This postpones the bikeshed over what exactly the "buffer" API looks like, which is really just much ado about split_at_mut. We can always circle back on methods which act on a "buffer" type, and eventually implement the allocating Vec<u8>-based methods in terms of those "buffer" methods, which can invoke the "detached" methods. This would allow redefining how to concatenate the tag and the ciphertext in a way that can support the older SIV modes and therefore Miscreant, in a way that's backwards compatible with everything else that handles that concatenation the "normal" way.

[burdges]

I think the prefix vs postfix tags largely comes down to whether the same trait should handle handshakes too.

I think noise needs only postfix after the handshake, but noise requires messages during the handshake, ala certs, etc., so you want the same interface there. I've no idea if this even makes any sense for say rustls.

[jcape]

I don't think doing only the "detached" methods proposed by @burdges actually helps implement RFC5116-compliant AEADs. The ciphertext format is entirely up to the algorithm, which is why you can have the CBC-HMAC draft prepend a 16-byte IV to the ciphertext, and append a MAC, miscreant prepend the tag, and both of them are still well within the lines of RFC5116. Making the user care about what goes where seems like it's just making a lot of pain.

The Encryptor/Decryptor builder things: It's not too far from what I described, and it strikes me as though it's useful for the case where you're getting partial data and need to re-assemble it yourself, but I can't see why that functionality belongs in an AEAD interface.

My takeaway from all this is that you really want a mutable slice with some additional constraints (at minimum, it must have at least X bytes of unused space for the algo to fill stuff in). In my experience, "I want this existing type, but I want extra constraints on it" seems like exactly the place to create a new type, hence my description of the Plaintext associated type.
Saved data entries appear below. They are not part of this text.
//! # AtLeastOne
//!
//! "At least one of these two optional fields must be present" is a
//! disjunction, so it is encoded as a sum type with three cases rather than a
//! pair of `Option`s plus a check.

use serde::{Deserialize, Serialize};

/// One or both of an `A` and a `B`.
///
/// ```
/// use cbc_core::AtLeastOne;
///
/// let both = AtLeastOne::from_options(Some("home"), Some("mobile")).unwrap();
/// assert_eq!(both.left(), Some(&"home"));
/// assert_eq!(both.right(), Some(&"mobile"));
///
/// assert!(AtLeastOne::<&str, &str>::from_options(None, None).is_none());
/// ```
#[derive(Debug, Clone, PartialEq, Eq, Hash, Serialize, Deserialize)]
#[serde(tag = "tag", rename_all = "PascalCase")]
pub enum AtLeastOne<A, B> {
    /// Only the left value.
    Left {
        /// The left value.
        value: A,
    },
    /// Only the right value.
    Right {
        /// The right value.
        value: B,
    },
    /// Both values.
    Both {
        /// The left value.
        left: A,
        /// The right value.
        right: B,
    },
}

impl<A, B> AtLeastOne<A, B> {
    /// Build from two options; `None` when both are absent.
    pub fn from_options(left: Option<A>, right: Option<B>) -> Option<Self> {
        match (left, right) {
            (Some(left), Some(right)) => Some(Self::Both { left, right }),
            (Some(value), None) => Some(Self::Left { value }),
            (None, Some(value)) => Some(Self::Right { value }),
            (None, None) => None,
        }
    }

    /// The left value, if present.
    pub fn left(&self) -> Option<&A> {
        match self {
            Self::Left { value } | Self::Both { left: value, .. } => Some(value),
            Self::Right { .. } => None,
        }
    }

    /// The right value, if present.
    pub fn right(&self) -> Option<&B> {
        match self {
            Self::Right { value } | Self::Both { right: value, .. } => Some(value),
            Self::Left { .. } => None,
        }
    }

    /// Back to a pair of options, at least one of which is `Some`.
    pub fn into_options(self) -> (Option<A>, Option<B>) {
        match self {
            Self::Left { value } => (Some(value), None),
            Self::Right { value } => (None, Some(value)),
            Self::Both { left, right } => (Some(left), Some(right)),
        }
    }

    /// Apply `f` to the left value and `g` to the right value.
    pub fn map<C, D>(self, f: impl FnOnce(A) -> C, g: impl FnOnce(B) -> D) -> AtLeastOne<C, D> {
        match self {
            Self::Left { value } => AtLeastOne::Left { value: f(value) },
            Self::Right { value } => AtLeastOne::Right { value: g(value) },
            Self::Both { left, right } => AtLeastOne::Both {
                left: f(left),
                right: g(right),
            },
        }
    }
}

impl<A, B, E> AtLeastOne<Result<A, E>, Result<B, E>> {
    /// Turn a choice of results into a result of a choice, failing on the
    /// first error (left before right).
    pub fn transpose(self) -> Result<AtLeastOne<A, B>, E> {
        Ok(match self {
            Self::Left { value } => AtLeastOne::Left { value: value? },
            Self::Right { value } => AtLeastOne::Right { value: value? },
            Self::Both { left, right } => AtLeastOne::Both {
                left: left?,
                right: right?,
            },
        })
    }
}

#[cfg(test)]
mod tests {
    use super::*;

    #[test]
    fn from_options_covers_all_cases() {
        assert_eq!(
            AtLeastOne::from_options(Some(1), None::<u8>),
            Some(AtLeastOne::Left { value: 1 })
        );
        assert_eq!(
            AtLeastOne::from_options(None::<u8>, Some(2)),
            Some(AtLeastOne::Right { value: 2 })
        );
        assert_eq!(
            AtLeastOne::from_options(Some(1), Some(2)),
            Some(AtLeastOne::Both { left: 1, right: 2 })
        );
        assert_eq!(AtLeastOne::<u8, u8>::from_options(None, None), None);
    }

    #[test]
    fn into_options_roundtrip() {
        let choice = AtLeastOne::<u8, &str>::Right { value: "x" };
        assert_eq!(choice.into_options(), (None, Some("x")));
    }

    #[test]
    fn map_each_side() {
        let choice = AtLeastOne::Both { left: 2, right: "ab" };
        let mapped = choice.map(|n| n * 10, str::len);
        assert_eq!(mapped, AtLeastOne::Both { left: 20, right: 2 });
    }

    #[test]
    fn transpose_propagates_error() {
        let ok: AtLeastOne<Result<u8, &str>, Result<u8, &str>> = AtLeastOne::Left { value: Ok(1) };
        assert_eq!(ok.transpose(), Ok(AtLeastOne::Left { value: 1 }));
        let bad: AtLeastOne<Result<u8, &str>, Result<u8, &str>> = AtLeastOne::Both {
            left: Ok(1),
            right: Err("bad right"),
        };
        assert_eq!(bad.transpose(), Err("bad right"));
    }

    #[test]
    fn serde_tagged() {
        let choice = AtLeastOne::<String, String>::Left {
            value: "555-4444".into(),
        };
        let json = serde_json::to_value(&choice).unwrap();
        assert_eq!(json, serde_json::json!({"tag": "Left", "value": "555-4444"}));
    }
}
Is there a limitation around the Ciphertext/Plaintext helper types which I'm not seeing?

[tarcieri]

I don't think doing only the "detached" methods proposed by @burdges actually helps implement RFC5116-compliant AEADs. The ciphertext format is entirely up to the algorithm

The detached modes allow you to reassemble the ciphertext however you want. You can override the default impl of the Vec-based mode to do what you want.

My takeaway from all this is that you really want a mutable slice with some additional constraints (at minimum, it must have at least X bytes of unused space for the algo to fill stuff in). In my experience, "I want this existing type, but I want extra constraints on it" seems like exactly the place to create a new type, hence my description of the Plaintext associated type.

I think we're in violent agreement about this, but there's lots of bikeshedding happening about the precise way in which to implement it.

Is there a limitation around the Ciphertext/Plaintext helper types which I'm not seeing?

You say Ciphertext/Plaintext, and seem to be suggesting concrete types? (associated types? I'm not sure)

I think that can all be done with one Buffer type which is generic around A: Aead.

I'm seeing a lot of bikeshedding and talking past each other here, which I think can be addressed by punting on what that newtype (or types, or associated types, or a type generic around a trait), having an actual concrete trait to think about things in terms of, and it will still fit everyone's use cases, just not be the absolute optimal #![no_std] in-place/sans-alloc API, which the original PR punted on anyway.

Make sense?

[jcape]

I'm suggesting Ciphertext/Plaintext traits, and AEADs are on the hook to provide their own implementations. That is, each AEAD provides it's own set of Buffer types, because what goes where in the buffer is left entirely up to the AEAD in the RFC anyways.

[tarcieri]

Yes, I understand what you're suggesting. I think an alternative worth considering is if instead of creating two newtypes per algorithm, if instead that can be expressed as a single type which is generic around the single Aead trait, with the layout of the assembled encrypted message specified in terms of e.g. associated constants (especially post-const generics, which are quite close).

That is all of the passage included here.